======== Record set ========

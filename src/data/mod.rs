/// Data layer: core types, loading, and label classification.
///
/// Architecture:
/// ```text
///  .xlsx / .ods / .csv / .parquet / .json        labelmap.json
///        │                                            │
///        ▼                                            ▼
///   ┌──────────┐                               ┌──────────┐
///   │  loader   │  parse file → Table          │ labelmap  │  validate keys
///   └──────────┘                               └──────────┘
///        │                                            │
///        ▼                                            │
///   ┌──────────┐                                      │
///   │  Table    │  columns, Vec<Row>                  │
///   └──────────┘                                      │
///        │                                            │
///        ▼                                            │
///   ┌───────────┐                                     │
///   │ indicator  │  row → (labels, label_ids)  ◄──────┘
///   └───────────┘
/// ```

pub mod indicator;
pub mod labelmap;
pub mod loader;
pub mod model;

========
======== Record set ========

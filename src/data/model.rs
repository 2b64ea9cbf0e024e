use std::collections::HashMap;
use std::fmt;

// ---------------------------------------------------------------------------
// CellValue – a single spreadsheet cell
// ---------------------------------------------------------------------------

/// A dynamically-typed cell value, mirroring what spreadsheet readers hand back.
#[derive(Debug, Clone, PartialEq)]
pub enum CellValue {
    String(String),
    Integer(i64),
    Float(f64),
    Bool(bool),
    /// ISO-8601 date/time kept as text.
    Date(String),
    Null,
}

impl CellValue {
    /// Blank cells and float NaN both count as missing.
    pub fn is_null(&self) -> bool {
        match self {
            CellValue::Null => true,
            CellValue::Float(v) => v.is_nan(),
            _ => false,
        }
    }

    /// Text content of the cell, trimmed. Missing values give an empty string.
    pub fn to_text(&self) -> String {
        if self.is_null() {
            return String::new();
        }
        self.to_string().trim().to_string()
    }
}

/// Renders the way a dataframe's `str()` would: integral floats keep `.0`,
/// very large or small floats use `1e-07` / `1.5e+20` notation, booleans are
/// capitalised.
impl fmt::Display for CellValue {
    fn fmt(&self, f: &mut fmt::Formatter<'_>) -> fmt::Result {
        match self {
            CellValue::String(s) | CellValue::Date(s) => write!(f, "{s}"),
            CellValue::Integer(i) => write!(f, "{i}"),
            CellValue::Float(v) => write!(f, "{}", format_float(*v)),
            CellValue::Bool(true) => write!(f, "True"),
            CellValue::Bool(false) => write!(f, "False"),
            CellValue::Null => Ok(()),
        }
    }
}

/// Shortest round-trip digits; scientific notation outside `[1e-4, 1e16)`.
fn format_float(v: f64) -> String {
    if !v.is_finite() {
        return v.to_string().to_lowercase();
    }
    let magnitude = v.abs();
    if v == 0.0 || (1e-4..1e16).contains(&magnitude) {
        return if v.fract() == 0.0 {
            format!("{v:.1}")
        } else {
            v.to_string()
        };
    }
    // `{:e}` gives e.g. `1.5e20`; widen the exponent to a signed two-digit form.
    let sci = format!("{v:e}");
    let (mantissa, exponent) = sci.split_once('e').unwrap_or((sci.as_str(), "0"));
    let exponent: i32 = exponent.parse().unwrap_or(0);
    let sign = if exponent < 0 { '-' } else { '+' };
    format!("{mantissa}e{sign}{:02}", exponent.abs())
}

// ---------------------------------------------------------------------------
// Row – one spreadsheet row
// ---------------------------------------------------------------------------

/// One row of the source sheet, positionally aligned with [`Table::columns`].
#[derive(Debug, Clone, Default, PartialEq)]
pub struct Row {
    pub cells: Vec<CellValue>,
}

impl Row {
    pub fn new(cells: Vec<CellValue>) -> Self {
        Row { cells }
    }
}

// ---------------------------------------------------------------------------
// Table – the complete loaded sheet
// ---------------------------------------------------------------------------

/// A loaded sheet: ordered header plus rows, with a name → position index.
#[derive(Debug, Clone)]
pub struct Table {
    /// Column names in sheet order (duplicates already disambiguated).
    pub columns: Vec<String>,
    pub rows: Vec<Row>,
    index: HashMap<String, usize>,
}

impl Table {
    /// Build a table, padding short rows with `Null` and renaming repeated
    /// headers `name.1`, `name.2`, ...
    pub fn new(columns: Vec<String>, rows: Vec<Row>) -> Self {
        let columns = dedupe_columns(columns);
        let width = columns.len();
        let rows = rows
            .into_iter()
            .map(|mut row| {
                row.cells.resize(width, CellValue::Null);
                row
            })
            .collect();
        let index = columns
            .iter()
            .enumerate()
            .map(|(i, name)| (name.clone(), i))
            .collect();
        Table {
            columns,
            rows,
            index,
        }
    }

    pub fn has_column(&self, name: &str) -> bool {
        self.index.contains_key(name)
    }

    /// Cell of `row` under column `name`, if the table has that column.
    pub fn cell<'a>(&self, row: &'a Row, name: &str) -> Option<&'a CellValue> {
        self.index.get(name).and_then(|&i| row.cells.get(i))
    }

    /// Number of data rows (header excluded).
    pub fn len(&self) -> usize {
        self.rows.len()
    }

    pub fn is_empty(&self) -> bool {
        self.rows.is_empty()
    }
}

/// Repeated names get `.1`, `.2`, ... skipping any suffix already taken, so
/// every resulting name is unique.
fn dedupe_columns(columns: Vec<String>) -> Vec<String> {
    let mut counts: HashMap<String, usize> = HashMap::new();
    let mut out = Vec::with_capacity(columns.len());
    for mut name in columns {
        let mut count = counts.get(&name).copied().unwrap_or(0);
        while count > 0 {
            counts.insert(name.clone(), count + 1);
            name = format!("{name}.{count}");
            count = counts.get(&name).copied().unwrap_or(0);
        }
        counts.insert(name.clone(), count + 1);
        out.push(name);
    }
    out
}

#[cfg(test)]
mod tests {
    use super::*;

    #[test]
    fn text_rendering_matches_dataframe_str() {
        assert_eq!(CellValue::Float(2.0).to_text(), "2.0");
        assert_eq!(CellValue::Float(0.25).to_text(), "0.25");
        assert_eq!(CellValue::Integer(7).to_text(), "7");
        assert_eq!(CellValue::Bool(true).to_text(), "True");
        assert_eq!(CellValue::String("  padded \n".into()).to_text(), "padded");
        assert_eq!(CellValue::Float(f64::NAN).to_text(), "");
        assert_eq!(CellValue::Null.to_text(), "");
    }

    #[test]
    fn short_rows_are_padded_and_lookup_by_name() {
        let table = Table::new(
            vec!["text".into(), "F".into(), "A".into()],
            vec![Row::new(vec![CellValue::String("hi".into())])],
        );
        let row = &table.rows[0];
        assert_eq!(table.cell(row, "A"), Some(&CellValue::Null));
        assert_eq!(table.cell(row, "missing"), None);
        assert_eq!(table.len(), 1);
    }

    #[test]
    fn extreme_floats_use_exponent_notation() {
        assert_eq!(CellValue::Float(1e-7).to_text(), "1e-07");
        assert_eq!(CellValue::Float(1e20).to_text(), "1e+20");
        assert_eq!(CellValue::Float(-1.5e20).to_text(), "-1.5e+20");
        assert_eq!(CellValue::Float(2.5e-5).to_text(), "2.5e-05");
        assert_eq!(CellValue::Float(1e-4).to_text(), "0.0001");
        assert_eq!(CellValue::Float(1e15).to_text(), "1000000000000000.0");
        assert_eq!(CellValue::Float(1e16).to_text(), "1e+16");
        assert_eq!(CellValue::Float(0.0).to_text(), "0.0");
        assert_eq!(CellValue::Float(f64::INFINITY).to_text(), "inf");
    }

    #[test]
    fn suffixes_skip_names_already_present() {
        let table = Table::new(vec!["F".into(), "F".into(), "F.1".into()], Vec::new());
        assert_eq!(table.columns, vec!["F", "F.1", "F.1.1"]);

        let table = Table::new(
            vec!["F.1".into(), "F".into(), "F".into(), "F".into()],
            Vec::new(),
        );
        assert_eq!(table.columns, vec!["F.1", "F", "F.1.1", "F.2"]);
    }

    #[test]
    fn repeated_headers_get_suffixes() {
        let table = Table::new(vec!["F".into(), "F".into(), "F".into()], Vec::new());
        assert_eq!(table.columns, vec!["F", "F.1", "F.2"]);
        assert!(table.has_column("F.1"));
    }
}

========

*What is needed*. Among the records above, only the lines between the line holding "has that column." and the line holding "let mut out", inclusive, are to be output, exactly as written.

*Exercise solution*.
    /// Cell of `row` under column `name`, if the table has that column.
    pub fn cell<'a>(&self, row: &'a Row, name: &str) -> Option<&'a CellValue> {
        self.index.get(name).and_then(|&i| row.cells.get(i))
    }

    /// Number of data rows (header excluded).
    pub fn len(&self) -> usize {
        self.rows.len()
    }

    pub fn is_empty(&self) -> bool {
        self.rows.is_empty()
    }
}

/// Repeated names get `.1`, `.2`, ... skipping any suffix already taken, so
/// every resulting name is unique.
fn dedupe_columns(columns: Vec<String>) -> Vec<String> {
    let mut counts: HashMap<String, usize> = HashMap::new();
    let mut out = Vec::with_capacity(columns.len());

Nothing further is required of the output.